**WORK INSTRUCTIONS:**
Take every line from the listing below that includes "subscribed" and copy it.

**AVAILABLE DATA:**
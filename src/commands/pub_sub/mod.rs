//! Channel based publish/subscribe.

mod publish;
mod subscribe;

use std::collections::{BTreeSet, HashMap};

use crate::connection::ConnId;

pub use publish::publish;
pub use subscribe::{subscribe, unsubscribe};

/// Channel name to subscribed connections.
///
/// Each connection also keeps the set of its own channels, so closing it can
/// remove every subscription without scanning all channels.
#[derive(Debug, Default)]
pub struct PubSub {
    channels: HashMap<String, BTreeSet<ConnId>>,
}

impl PubSub {
    /// Returns false if the connection was already subscribed.
    pub fn subscribe(&mut self, channel: &str, id: ConnId) -> bool {
        self.channels.entry(channel.to_string()).or_default().insert(id)
    }

    pub fn unsubscribe(&mut self, channel: &str, id: ConnId) -> bool {
        let Some(subscribers) = self.channels.get_mut(channel) else {
            return false;
        };

        let removed = subscribers.remove(&id);

        if subscribers.is_empty() {
            self.channels.remove(channel);
        }

        removed
    }

    pub fn subscribers(&self, channel: &str) -> impl Iterator<Item = ConnId> + '_ {
        self.channels
            .get(channel)
            .into_iter()
            .flat_map(|subscribers| subscribers.iter().copied())
    }

    pub fn channel_count(&self) -> usize {
        self.channels.len()
    }
}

**ANSWER SPACE:**
/// Channel name to subscribed connections.
    /// Returns false if the connection was already subscribed.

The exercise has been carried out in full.